By Anna Driver
HOUSTON, Oct 9 (Reuters) - The chaplains and company gardener are gone now, along with a weatherman who made more than a quarter million dollars a year, as Chesapeake Energy Corp CEO Doug Lawler chops away at the high costs left behind by his free-spending predecessor, Aubrey McClendon.
If McClendon was known for lavish spending on perks for employees and his voracious appetite for acquiring oil and gas properties in U.S. shale basins, Lawler is building a reputation for focusing the country's No. 2 producer of natural gas on its core business.
"You had too much land and you had too many people," said a source close to the company's board of directors. "Those things had to be fixed."
The company has cut 1,200 jobs so far this year, or 10 percent of its workforce, and its stock price has risen by 20 percent since Lawler took over. On Tuesday, it said it cut 800 of those jobs, with more than 600 at its Oklahoma City campus.
Lawler's broad review that aims to shrink the oil and gas company was scheduled to end by Nov. 1.
Chesapeake has sold about $4 billion in assets this year in addition to trimming jobs.

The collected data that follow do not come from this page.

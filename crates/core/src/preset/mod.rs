pub mod preset;
pub mod preset_library;
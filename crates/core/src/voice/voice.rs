use std::str::FromStr;

use serde::{Deserialize, Serialize};

use crate::display::display::RenderMode;

/// One row of the drum machine.
#[derive(Debug, Clone, Copy, PartialEq, Eq, Hash, PartialOrd, Ord, Serialize, Deserialize)]
#[serde(rename_all = "kebab-case")]
pub enum Voice {
    Timer,
    Kick,
    Snare,
    OpenHat,
    ClosedHat,
}

impl Voice {
    pub const COUNT: usize = 5;

    /// Every voice, in the order rows are built and commands fan out.
    pub const ALL: [Voice; Self::COUNT] = [
        Voice::Timer,
        Voice::Kick,
        Voice::Snare,
        Voice::OpenHat,
        Voice::ClosedHat,
    ];

    /// Get the voice as a numeric index into [`Voice::ALL`].
    pub fn index(&self) -> usize {
        match self {
            Self::Timer => 0,
            Self::Kick => 1,
            Self::Snare => 2,
            Self::OpenHat => 3,
            Self::ClosedHat => 4,
        }
    }

    /// Get the voice from a numeric index.
    pub fn from_index(index: usize) -> Option<Self> {
        Self::ALL.get(index).copied()
    }

    /// Machine name, as used in preset files.
    pub fn as_str(&self) -> &'static str {
        match self {
            Self::Timer => "timer",
            Self::Kick => "kick",
            Self::Snare => "snare",
            Self::OpenHat => "open-hat",
            Self::ClosedHat => "closed-hat",
        }
    }

    /// Row label. The timer row has none.
    pub fn display_name(&self) -> &'static str {
        match self {
            Self::Timer => "",
            Self::Kick => "Kick",
            Self::Snare => "Snare",
            Self::OpenHat => "Open Hat",
            Self::ClosedHat => "Closed Hat",
        }
    }

    pub fn is_timer(&self) -> bool {
        matches!(self, Self::Timer)
    }

    /// The timer row shows step numbers; every drum row shows dots.
    pub fn render_mode(&self) -> RenderMode {
        if self.is_timer() {
            RenderMode::Numbers
        } else {
            RenderMode::Dots
        }
    }
}

impl std::fmt::Display for Voice {
    fn fmt(&self, f: &mut std::fmt::Formatter<'_>) -> std::fmt::Result {
        write!(f, "{}", self.as_str())
    }
}

impl FromStr for Voice {
    type Err = String;

    fn from_str(s: &str) -> Result<Self, Self::Err> {
        Self::ALL
            .iter()
            .copied()
            .find(|voice| voice.as_str() == s)
            .ok_or_else(|| format!("unknown voice '{}'", s))
    }
}
use std::thread;

use beatgrid_core::SequencerCommand;
use crossterm::event::{self, Event, KeyCode, KeyEvent, KeyEventKind, KeyModifiers};
use tokio::sync::mpsc::UnboundedSender;

/// Tempo change per `[` / `]` press, in BPM.
pub const TEMPO_STEP_BPM: f64 = 5.0;

// Key commands
#[derive(Debug, Clone, PartialEq)]
pub enum KeyCommand {
    Sequencer(SequencerCommand),
    Quit,
}

/// Translate a key press into a command.
pub fn map_key(key: KeyEvent) -> Option<KeyCommand> {
    if key.kind == KeyEventKind::Release {
        return None;
    }

    match (key.code, key.modifiers) {
        (KeyCode::Char('c'), KeyModifiers::CONTROL) => Some(KeyCommand::Quit),
        (KeyCode::Char('q'), _) | (KeyCode::Esc, _) => Some(KeyCommand::Quit),
        (KeyCode::Char(' '), _) | (KeyCode::Char('p'), _) => {
            Some(KeyCommand::Sequencer(SequencerCommand::Play))
        }
        (KeyCode::Char('s'), _) => Some(KeyCommand::Sequencer(SequencerCommand::Stop)),
        (KeyCode::Char('['), _) => Some(KeyCommand::Sequencer(SequencerCommand::NudgeTempo(
            -TEMPO_STEP_BPM,
        ))),
        (KeyCode::Char(']'), _) => Some(KeyCommand::Sequencer(SequencerCommand::NudgeTempo(
            TEMPO_STEP_BPM,
        ))),
        (KeyCode::Char(c @ '1'..='9'), _) => {
            let index = c.to_digit(10)? as usize - 1;
            Some(KeyCommand::Sequencer(SequencerCommand::SelectPreset(index)))
        }
        _ => None,
    }
}

/// Read keys on a dedicated thread and forward commands until the receiver
/// goes away or the user quits.
pub fn spawn_input_thread(tx: UnboundedSender<KeyCommand>) -> thread::JoinHandle<()> {
    thread::spawn(move || loop {
        let key = match event::read() {
            Ok(Event::Key(key)) => key,
            Ok(_) => continue,
            Err(e) => {
                log::error!("Keyboard input failed: {}", e);
                let _ = tx.send(KeyCommand::Quit);
                return;
            }
        };

        if let Some(command) = map_key(key) {
            let quit = command == KeyCommand::Quit;
            if tx.send(command).is_err() || quit {
                return;
            }
        }
    })
}
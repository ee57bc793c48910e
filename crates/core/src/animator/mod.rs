pub mod ring_animator;
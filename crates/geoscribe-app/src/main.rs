//! Geoscribe command line entry point.

use clap::Parser;
use geoscribe_app::{App, AppConfig, AppError, DATA_DIR_ENV};
use geoscribe_core::{DEFAULT_STORAGE_KEY, MemoryStorage, Storage};
use std::fs::File;
use std::io::{self, BufRead, BufReader};
use std::path::PathBuf;
use std::process;
use std::sync::Arc;

#[derive(Parser)]
#[command(name = "geoscribe")]
#[command(about = "Replay a scripted map drawing session", long_about = None)]
struct Args {
    /// Script file with one JSON command per line (stdin if omitted)
    script: Option<PathBuf>,

    /// Directory for persisted map state
    #[arg(long, env = DATA_DIR_ENV)]
    data_dir: Option<PathBuf>,

    /// Key the drawn features and layer settings are stored under
    #[arg(long, default_value = DEFAULT_STORAGE_KEY)]
    storage_key: String,

    /// Keep state in memory only
    #[arg(long)]
    ephemeral: bool,
}

impl From<Args> for AppConfig {
    fn from(args: Args) -> Self {
        AppConfig {
            data_dir: args.data_dir,
            storage_key: args.storage_key,
            ephemeral: args.ephemeral,
        }
    }
}

fn main() {
    env_logger::init();
    log::info!("Starting geoscribe");

    let args = Args::parse();
    let script = args.script.clone();
    let config = AppConfig::from(args);

    if let Err(e) = run(&config, script) {
        eprintln!("Error: {}", e);
        process::exit(1);
    }
}

fn run(config: &AppConfig, script: Option<PathBuf>) -> Result<(), AppError> {
    let input: Box<dyn BufRead> = match script {
        Some(path) => Box::new(BufReader::new(File::open(path)?)),
        None => Box::new(io::stdin().lock()),
    };

    if config.ephemeral {
        log::info!("Using in-memory storage");
        return replay(Arc::new(MemoryStorage::new()), config, input);
    }

    let storage = config.file_storage()?;
    log::info!("Using data directory {}", storage.base_path().display());
    replay(Arc::new(storage), config, input)
}

fn replay<S: Storage>(storage: Arc<S>, config: &AppConfig, input: Box<dyn BufRead>) -> Result<(), AppError> {
    let mut app = App::new(storage, config);
    let stdout = io::stdout();
    let mut out = stdout.lock();
    app.run_script(input, &mut out)
}
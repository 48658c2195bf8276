//! Geoscribe application shell.
//!
//! Replays scripted map sessions against a [`geoscribe_core::MapStore`],
//! standing in for the interactive map front end.

mod app;
pub mod script;

pub use app::{App, AppConfig, AppError, DATA_DIR_ENV, describe};
pub use script::{ScriptCommand, parse_line};
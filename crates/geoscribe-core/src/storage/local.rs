//! Browser `localStorage` implementation for WebAssembly.

use super::{Storage, StorageError, StorageResult};

/// `window.localStorage`-backed storage.
///
/// The handle is looked up on every call; it is not cached because
/// `web_sys::Storage` is not `Send`.
#[derive(Debug, Default)]
pub struct LocalStorage;

impl LocalStorage {
    pub fn new() -> Self {
        Self
    }

    fn handle() -> StorageResult<web_sys::Storage> {
        let window = web_sys::window()
            .ok_or_else(|| StorageError::Unavailable("No window object".to_string()))?;
        window
            .local_storage()
            .map_err(|e| StorageError::Unavailable(format!("localStorage error: {:?}", e)))?
            .ok_or_else(|| StorageError::Unavailable("localStorage not available".to_string()))
    }
}

impl Storage for LocalStorage {
    fn read(&self, key: &str) -> StorageResult<String> {
        Self::handle()?
            .get_item(key)
            .map_err(|e| StorageError::Other(format!("Failed to read {}: {:?}", key, e)))?
            .ok_or_else(|| StorageError::NotFound(key.to_string()))
    }

    fn write(&self, key: &str, value: &str) -> StorageResult<()> {
        // Quota errors surface here.
        Self::handle()?
            .set_item(key, value)
            .map_err(|e| StorageError::Io(format!("Failed to write {}: {:?}", key, e)))
    }

    fn delete(&self, key: &str) -> StorageResult<()> {
        Self::handle()?
            .remove_item(key)
            .map_err(|e| StorageError::Other(format!("Failed to delete {}: {:?}", key, e)))
    }

    fn exists(&self, key: &str) -> StorageResult<bool> {
        let item = Self::handle()?
            .get_item(key)
            .map_err(|e| StorageError::Other(format!("Failed to read {}: {:?}", key, e)))?;
        Ok(item.is_some())
    }
}
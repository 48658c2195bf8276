//! Map state container.
//!
//! [`MapStore`] is the single source of truth for the viewport, layer
//! visibility, committed features, the selected tool and the loading flag.
//! Features and layers are written through to storage after every change;
//! everything else lives only in memory.

use crate::drawing::SelectedTool;
use crate::feature::{Feature, FeatureDraft, FeatureError, FeatureId};
use crate::geometry::LatLng;
use crate::persist::{self, DEFAULT_STORAGE_KEY, PersistedState};
use crate::storage::Storage;
use crate::view::{Layer, LayerVisibility, SEARCH_RESULT_ZOOM, SearchResult, ViewState};
use std::sync::Arc;

/// Store construction settings.
#[derive(Debug, Clone, PartialEq)]
pub struct StoreConfig {
    /// Key the persisted subset is stored under.
    pub storage_key: String,
    /// Viewport used on every start (the viewport is never persisted).
    pub default_view: ViewState,
}

impl Default for StoreConfig {
    fn default() -> Self {
        Self {
            storage_key: DEFAULT_STORAGE_KEY.to_string(),
            default_view: ViewState::default(),
        }
    }
}

/// Map state plus its persistence round-trip.
pub struct MapStore<S: Storage> {
    /// Storage backend.
    storage: Arc<S>,
    config: StoreConfig,
    view: ViewState,
    layers: LayerVisibility,
    /// Committed features in insertion (z-)order. Replaced, never edited in
    /// place while a reader holds a snapshot.
    features: Arc<Vec<Feature>>,
    selected_tool: SelectedTool,
    is_loading: bool,
}

impl<S: Storage> MapStore<S> {
    /// Open a store with the default configuration.
    pub fn open(storage: Arc<S>) -> Self {
        Self::open_with_config(storage, StoreConfig::default())
    }

    /// Open a store, restoring the persisted subset from `storage`.
    ///
    /// A missing or unreadable record silently yields an empty store.
    pub fn open_with_config(storage: Arc<S>, config: StoreConfig) -> Self {
        let PersistedState {
            drawn_features,
            layers,
        } = persist::load(storage.as_ref(), &config.storage_key);

        Self {
            storage,
            view: config.default_view,
            config,
            layers,
            features: Arc::new(drawn_features),
            selected_tool: SelectedTool::None,
            is_loading: false,
        }
    }

    // --- viewport ---

    pub fn view(&self) -> ViewState {
        self.view
    }

    pub fn center(&self) -> LatLng {
        self.view.center
    }

    pub fn zoom(&self) -> i32 {
        self.view.zoom
    }

    pub fn set_center(&mut self, center: LatLng) {
        log::debug!("center -> ({}, {})", center.lat, center.lng);
        self.view.center = center;
    }

    pub fn set_zoom(&mut self, zoom: i32) {
        log::debug!("zoom -> {}", zoom);
        self.view.zoom = zoom;
    }

    pub fn zoom_in(&mut self) {
        self.set_zoom(self.view.zoom.saturating_add(1));
    }

    pub fn zoom_out(&mut self) {
        self.set_zoom(self.view.zoom.saturating_sub(1));
    }

    /// Jump to a place-search hit.
    pub fn focus_search_result(&mut self, result: &SearchResult) {
        log::info!("Moving to '{}'", result.display_name);
        self.set_center(result.position);
        self.set_zoom(SEARCH_RESULT_ZOOM);
    }

    // --- layers ---

    pub fn layers(&self) -> LayerVisibility {
        self.layers
    }

    pub fn is_layer_visible(&self, layer: Layer) -> bool {
        self.layers.is_visible(layer)
    }

    pub fn toggle_layer(&mut self, layer: Layer) {
        self.layers = self.layers.toggled(layer);
        log::debug!("layer {} -> {}", layer.name(), self.layers.is_visible(layer));
        self.persist();
    }

    // --- features ---

    /// Snapshot of the committed features in z-order.
    ///
    /// Later mutations never affect a snapshot already handed out.
    pub fn features(&self) -> Arc<Vec<Feature>> {
        Arc::clone(&self.features)
    }

    pub fn feature(&self, id: FeatureId) -> Option<&Feature> {
        self.features.iter().find(|f| f.id == id)
    }

    pub fn feature_count(&self) -> usize {
        self.features.len()
    }

    /// Commit a feature and return its newly assigned id.
    ///
    /// Polygons with fewer than three vertices are rejected and nothing is
    /// stored.
    pub fn add_feature(&mut self, draft: FeatureDraft) -> Result<FeatureId, FeatureError> {
        if let Err(e) = draft.geometry.validate() {
            log::warn!("Rejected '{}': {}", draft.properties.name, e);
            return Err(e);
        }
        let feature = Feature::from_draft(draft);
        let id = feature.id;
        log::info!("Added {} '{}' ({})", feature.kind().label(), feature.name(), id);
        Arc::make_mut(&mut self.features).push(feature);
        self.persist();
        Ok(id)
    }

    /// Remove a feature by id. Unknown ids are ignored.
    ///
    /// Returns whether a feature was removed.
    pub fn remove_feature(&mut self, id: FeatureId) -> bool {
        let Some(index) = self.features.iter().position(|f| f.id == id) else {
            log::debug!("remove_feature: no feature {}", id);
            return false;
        };
        let removed = Arc::make_mut(&mut self.features).remove(index);
        log::info!("Removed {} '{}' ({})", removed.kind().label(), removed.name(), id);
        self.persist();
        true
    }

    pub fn clear_all_features(&mut self) {
        log::info!("Clearing {} features", self.features.len());
        self.features = Arc::new(Vec::new());
        self.persist();
    }

    // --- tool and loading flag ---

    pub fn selected_tool(&self) -> SelectedTool {
        self.selected_tool
    }

    pub fn set_selected_tool(&mut self, tool: SelectedTool) {
        log::debug!("tool -> {:?}", tool);
        self.selected_tool = tool;
    }

    /// Toolbar behaviour: picking the active tool again deselects it.
    pub fn toggle_tool(&mut self, tool: SelectedTool) {
        let next = if self.selected_tool == tool {
            SelectedTool::None
        } else {
            tool
        };
        self.set_selected_tool(next);
    }

    pub fn is_loading(&self) -> bool {
        self.is_loading
    }

    pub fn set_loading(&mut self, loading: bool) {
        self.is_loading = loading;
    }

    // --- persistence ---

    /// Copy of the durable subset.
    pub fn persisted_state(&self) -> PersistedState {
        PersistedState {
            drawn_features: self.features.as_ref().clone(),
            layers: self.layers,
        }
    }

    /// Write features and layers through to storage. Failures are logged and
    /// the in-memory change stands.
    fn persist(&self) {
        if let Err(e) = persist::save(
            self.storage.as_ref(),
            &self.config.storage_key,
            &self.features,
            &self.layers,
        ) {
            log::error!("Failed to persist map state: {}", e);
        }
    }
}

Internal records seen by Reuters show that the company's payroll in 2012 included a meteorologist who made $350,000 in salary, three chaplains, seven chefs, two company archivists, a fitness center staff of 15 people and a gardener, along with the hundreds of geologists and petroleum engineers normally needed to run an oil and gas business.
A company chaplain reached at home said he no longer works for Chesapeake. No one answers the phone at the Chicago office for Chesapeake Weather and its website has been taken down.
McClendon, who started Chesapeake in 1989 with a friend, left in April after clashes over spending with the company's board and a series of Reuters investigations led to civil and criminal probes of the company.
An internal investigation has cleared McClendon of any intentional wrongdoing.
The reductions are aimed at putting the company back on solid financial footing after McClendon's lavish spending.
Anything not directly related to the exploration and production business is a target for cutting, the source close to the company's board said.
Earlier this year, more than 200 workers took voluntary buyouts, and about 90 employees from departments including land, human resources and operating services were laid off last month, according to a company email.
Investor relations executive Jeff Mobley told Deutsche Bank investors last week there was a "tremendous opportunity to reduce our income statement costs," noting that the size of the oil and gas unit's workforce was meant to support 175 drilling rigs, nearly three times the number now running.